Guangzhou Shimei Cosmetics Co., Ltd. Firming and Anti-Wrinkle Composition:This product contains 0.2–0.5 parts of growth factor promoters (optionally including hydroxypinacolone retinoate, etc.), 1 part of Litsea cubeba fruit extract, and 0.02–0.08 parts of sodium DNA derived from salmon sperm. These three components work synergistically to address skin laxity caused by deep-layer protein loss, slowed epidermal cell renewal, and reduced moisture retention in the stratum corneum, thereby improving skin wrinkles through multiple mechanisms. By combining retinoic acid derivatives with natural plant extracts and bioactive ingredients, this formulation mitigates the irritation associated with single-ingredient use, enhances the synergistic anti-wrinkle and firming effects, precisely meets the anti-aging needs of mature skin, and expands the application scenarios of retinoic acid-based ingredients in the premium skincare sector.


Sichuan Zerun Jiamei Cosmetics Co., Ltd. Botanical Seed Oil Blend (For Essence Oil):Comprising Component A (isononyl isononanoate, Ormosia henryi bark extract), Component B (oil-phase solvent), and Component C (1.8–2.2 parts of hydroxypinacolone retinoate, Candida bombicola fermentation oil, sweet almond seed oil, etc.). Through formula optimization, the product focuses on enhancing the penetration and absorption efficiency of the essential oil in the stratum corneum. Addressing the technical challenges associated with the strong lipophilicity and insufficient skin penetration of retinoic acid derivatives, this product constructs a penetration-enhancing system using plant seed oils as carriers. This approach improves bioavailability while ensuring ingredient stability, providing a formulation solution for the application of retinoic acid derivatives in dosage forms such as essential oils.

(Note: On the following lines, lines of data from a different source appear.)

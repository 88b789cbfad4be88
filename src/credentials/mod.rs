//! Credential records and host-to-credential resolution

pub mod record;
pub mod resolver;

pub use record::{parse_bw_items, LoginRecord};
pub use resolver::{
    parse_ssh_uri, resolve, ConnectionParameters, ResolveError, ResolveOptions, SshAddress,
    DEFAULT_SSH_PORT, SSH_SCHEME,
};
//! Session shutdown signal
//!
//! One cancellation token per session, shared by every loop that can block.
//! Operator interrupts and natural completion race to trigger it; only the
//! first trigger records a reason.

use std::sync::{Arc, OnceLock};

use tokio::task::JoinHandle;
use tokio_util::sync::CancellationToken;
use tracing::{debug, info, warn};

#[derive(Debug, Clone, Copy, PartialEq, Eq)]
pub enum ShutdownReason {
    /// SIGINT / Ctrl-C from the operator
    Interrupted,
    /// SIGTERM
    Terminated,
    /// The remote side ended the session
    SessionEnded,
}

#[derive(Clone, Default)]
pub struct ShutdownSignal {
    token: CancellationToken,
    reason: Arc<OnceLock<ShutdownReason>>,
}

impl ShutdownSignal {
    pub fn new() -> Self {
        Self::default()
    }

    /// Trigger shutdown. Returns `false` if it was already triggered, in
    /// which case the first reason is kept.
    pub fn trigger(&self, reason: ShutdownReason) -> bool {
        let first = self.reason.set(reason).is_ok();
        if first {
            debug!("Shutdown triggered: {:?}", reason);
        }
        self.token.cancel();
        first
    }

    pub fn reason(&self) -> Option<ShutdownReason> {
        self.reason.get().copied()
    }

    pub fn is_triggered(&self) -> bool {
        self.token.is_cancelled()
    }

    /// Resolves once shutdown has been triggered
    pub async fn triggered(&self) {
        self.token.cancelled().await
    }

    pub fn token(&self) -> CancellationToken {
        self.token.clone()
    }

    /// Watch SIGINT/SIGTERM until the signal fires or shutdown happens for
    /// another reason.
    pub fn spawn_signal_watcher(&self) -> JoinHandle<()> {
        let signal = self.clone();
        tokio::spawn(async move {
            tokio::select! {
                reason = wait_for_os_signal() => {
                    if let Some(reason) = reason {
                        info!("Received {:?}, closing session", reason);
                        signal.trigger(reason);
                    }
                }
                _ = signal.triggered() => {}
            }
        })
    }
}

#[cfg(unix)]
async fn wait_for_os_signal() -> Option<ShutdownReason> {
    use tokio::signal::unix::{signal, SignalKind};

    let mut sigint = match signal(SignalKind::interrupt()) {
        Ok(s) => s,
        Err(e) => {
            warn!("Failed to install SIGINT handler: {}", e);
            return std::future::pending().await;
        }
    };
    let mut sigterm = match signal(SignalKind::terminate()) {
        Ok(s) => s,
        Err(e) => {
            warn!("Failed to install SIGTERM handler: {}", e);
            return sigint.recv().await.map(|_| ShutdownReason::Interrupted);
        }
    };

    tokio::select! {
        r = sigint.recv() => r.map(|_| ShutdownReason::Interrupted),
        r = sigterm.recv() => r.map(|_| ShutdownReason::Terminated),
    }
}

#[cfg(not(unix))]
async fn wait_for_os_signal() -> Option<ShutdownReason> {
    match tokio::signal::ctrl_c().await {
        Ok(()) => Some(ShutdownReason::Interrupted),
        Err(e) => {
            warn!("Failed to install Ctrl-C handler: {}", e);
            std::future::pending().await
        }
    }
}

#[cfg(test)]
mod tests {
    use super::*;
    use std::time::Duration;

    #[test]
    fn test_first_trigger_wins() {
        let signal = ShutdownSignal::new();
        assert!(!signal.is_triggered());
        assert_eq!(signal.reason(), None);

        assert!(signal.trigger(ShutdownReason::Interrupted));
        assert!(!signal.trigger(ShutdownReason::SessionEnded));

        assert!(signal.is_triggered());
        assert_eq!(signal.reason(), Some(ShutdownReason::Interrupted));
    }

    #[tokio::test]
    async fn test_clones_observe_trigger() {
        let signal = ShutdownSignal::new();
        let observer = signal.clone();

        let waiter = tokio::spawn(async move {
            observer.triggered().await;
            observer.reason()
        });

        signal.trigger(ShutdownReason::Terminated);
        let reason = tokio::time::timeout(Duration::from_secs(1), waiter)
            .await
            .unwrap()
            .unwrap();
        assert_eq!(reason, Some(ShutdownReason::Terminated));
    }

    #[tokio::test]
    async fn test_signal_watcher_exits_on_completion() {
        let signal = ShutdownSignal::new();
        let watcher = signal.spawn_signal_watcher();

        signal.trigger(ShutdownReason::SessionEnded);
        tokio::time::timeout(Duration::from_secs(1), watcher)
            .await
            .unwrap()
            .unwrap();
        assert_eq!(signal.reason(), Some(ShutdownReason::SessionEnded));
    }
}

From technological innovations in raw material production to the segmentation of end-use scenarios, competition among retinol/retinoic acid products has entered a phase of refinement. In the future, “high purity and low irritation” on the technology front, coupled with “scenario-based and personalized” applications, will become the core competitive factors, driving the industry’s transition from “ingredient stacking” to “technology-enabled, precision-efficacy” solutions.